Degli oltre 400 geni della cellula JCVI-syn3.0 così ottenuta, 35 codificano per RNA, con una sola sequenza 16S di RNA ribosomiale. La maggior parte dei geni caratterizzati (41%) è coinvolto nell’espressione genica; il 18% partecipa a determinare la struttura e funzione della membrana cellulare, il 17% è correlato al metabolismo citosolico e il 7% alla conservazione dell’informazione genetica. “Il nostro obiettivo è di ottenere una cellula per la quale sia conosciuta la funzione precisa di ogni gene”, ha dichiarato Clyde Hutchison commentando i risultati.

Una ricerca che parte da lontano

Le sfide genomiche sono il pane quotidiano per Craig Venter e per i suoi collaboratori, che già nel 1995 furono i primi a ottenere la sequenza completa del un genoma di un organismo vivente, Haemophilus influenza (1815 geni).
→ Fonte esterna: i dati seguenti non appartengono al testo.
//! Site initialization module.
//!
//! Creates new site structure with default configuration and a sample page.

use crate::config::SiteConfig;
use anyhow::{Context, Result, bail};
use std::{fs, path::Path};

/// Files to write ignore patterns to
const IGNORE_FILES: &[&str] = &[".gitignore", ".ignore"];

/// Default config filename
const CONFIG_FILE: &str = "quire.toml";

/// Default site directory structure
const SITE_DIRS: &[&str] = &["content"];

/// Sample page demonstrating the front-matter and body dialect
const SAMPLE_PAGE: &str = "\
---
title: Welcome
date: 2026-01-01
weight: 10
---

# Welcome

Your first content page. Front matter between the `---` markers carries
the page title, date and weight; `weight` orders sibling pages in
generated listings, ascending.

> Well begun is half done.
> — Aristotle
";

/// Create a new site with default structure
pub fn new_site(config: &'static SiteConfig, has_name: bool) -> Result<()> {
    let root = config.get_root();

    // Safety check: if no name was provided (init in current dir),
    // the directory must be completely empty
    if !has_name && !is_dir_empty(root)? {
        bail!(
            "Current directory is not empty. Use `quire init <SITE_NAME>` to create in a subdirectory."
        );
    }

    init_site_structure(root)?;
    init_default_config(root)?;
    init_ignored_files(root, &[&config.build.output])?;
    fs::write(root.join("content").join("index.md"), SAMPLE_PAGE)?;

    Ok(())
}

/// Check if a directory is completely empty
fn is_dir_empty(path: &Path) -> Result<bool> {
    if !path.exists() {
        return Ok(true);
    }
    Ok(fs::read_dir(path)?.next().is_none())
}

/// Write default configuration file
fn init_default_config(root: &Path) -> Result<()> {
    let mut config = SiteConfig::default();
    // Write relative paths, not the normalized absolute ones
    config.build.root = None;
    config.build.content = "content".into();
    config.build.output = "public".into();

    let content = toml::to_string_pretty(&config)?;
    fs::write(root.join(CONFIG_FILE), content)?;
    Ok(())
}

/// Create site directory structure
fn init_site_structure(root: &Path) -> Result<()> {
    for dir in SITE_DIRS {
        let path = root.join(dir);
        if path.exists() {
            bail!(
                "Path `{}` already exists. Try `quire init <SITE_NAME>` instead.",
                path.display()
            );
        }
        fs::create_dir_all(&path)
            .with_context(|| format!("Failed to create {}", path.display()))?;
    }
    Ok(())
}

/// Initialize .gitignore and .ignore files with specified paths
fn init_ignored_files(root: &Path, paths: &[&Path]) -> Result<()> {
    let content = paths
        .iter()
        .filter_map(|p| p.file_name())
        .map(|name| format!("/{}", name.to_string_lossy()))
        .collect::<Vec<_>>()
        .join("\n");

    for filename in IGNORE_FILES {
        let path = root.join(filename);
        if !path.exists() {
            fs::write(&path, &content)?;
        }
    }

    Ok(())
}

#[cfg(test)]
mod tests {
    use super::*;
    use crate::content::ContentPage;

    #[test]
    fn test_sample_page_parses() {
        let page = ContentPage::parse(SAMPLE_PAGE).unwrap();
        assert_eq!(page.meta.title, Some("Welcome".into()));
        assert_eq!(page.meta.weight, Some(10));
    }

    #[test]
    fn test_is_dir_empty() {
        let dir = tempfile::tempdir().unwrap();
        assert!(is_dir_empty(dir.path()).unwrap());

        fs::write(dir.path().join("file"), "x").unwrap();
        assert!(!is_dir_empty(dir.path()).unwrap());
    }

    #[test]
    fn test_is_dir_empty_missing_path() {
        assert!(is_dir_empty(Path::new("/nonexistent/quire-test")).unwrap());
    }

    #[test]
    fn test_init_ignored_files() {
        let dir = tempfile::tempdir().unwrap();
        init_ignored_files(dir.path(), &[Path::new("/site/public")]).unwrap();

        let content = fs::read_to_string(dir.path().join(".gitignore")).unwrap();
        assert_eq!(content, "/public");
    }
}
La comparazione di questo genoma con quello di Mycoplasma genitalium (525 geni) portò all’identificazione di 256 geni comuni, che il gruppo di La Jolla ipotizzò essere il corredo genomico minimo per assicurare al viabilità cellulare. Venter è stato anche il primo a sequenziare l’intero genoma umano nel 2000. La tecnica della mutagenesi con trasposoni è stata pubblicata per la prima volta dallo stesso gruppo nel 1999, con la contemporanea dimostrazione che molti geni del Mycoplama genitalium non sono necessari alla sua coltivazione in laboratorio. La prima cellula artificiale, JCVI-syn1.0, è stato ottenuta dieci anni più tardi mediante sintesi del suo unico cromosoma e inserimento in una cellula di Mycoplasma capricolum a cui era stato rimosso il corredo genitico originario. Oggi è il turno del primo batterio con corredo genetico quasi-minimo. “Il nostro tentativo di disegnare e creare una nuova specie, in ultimo di successo, ha rivelato che il 32% dei geni essenziali per la vita in questa cellula hanno una funzione sconosciuta, e mostra che molti sono conservati in numerose specie. Tutti gli studi bioinformatici degli ultimi vent’anni hanno sottostimato il numero di geni essenziali, focalizzandosi solo sul mondo conosciuto. Questa è un’osservazione importante che stiamo trasferendo allo studio dell’intero genoma umano”, ha dichiarato Craig Venter commentando la creazione del primo batterio sintetico.

Secondo il vice presidente di Synthetic Genomics, Daniel Gibson, il nuovo metodo di progettazione genomica “dal basso” potrà in futuro portare a significativi progressi nella capacità di realizzare organismi sintetici con funzionalità prevedibili, con ricadute sulla disponibilità di piattaforme tecnologiche di ultima generazione che troverebbero impiego in una vasta gamma di settori industriali. Il genoma del batterio sintetico syn3.0 è stato preparato con gli strumenti commerciali di sintesi genomica semi-automatica di Synthetic Genomics, che includono librerie geniche combinatoriali, il software genomico Archetype®, i kit Gibson Assembly® e l’apparecchiatura da banco BioXp™.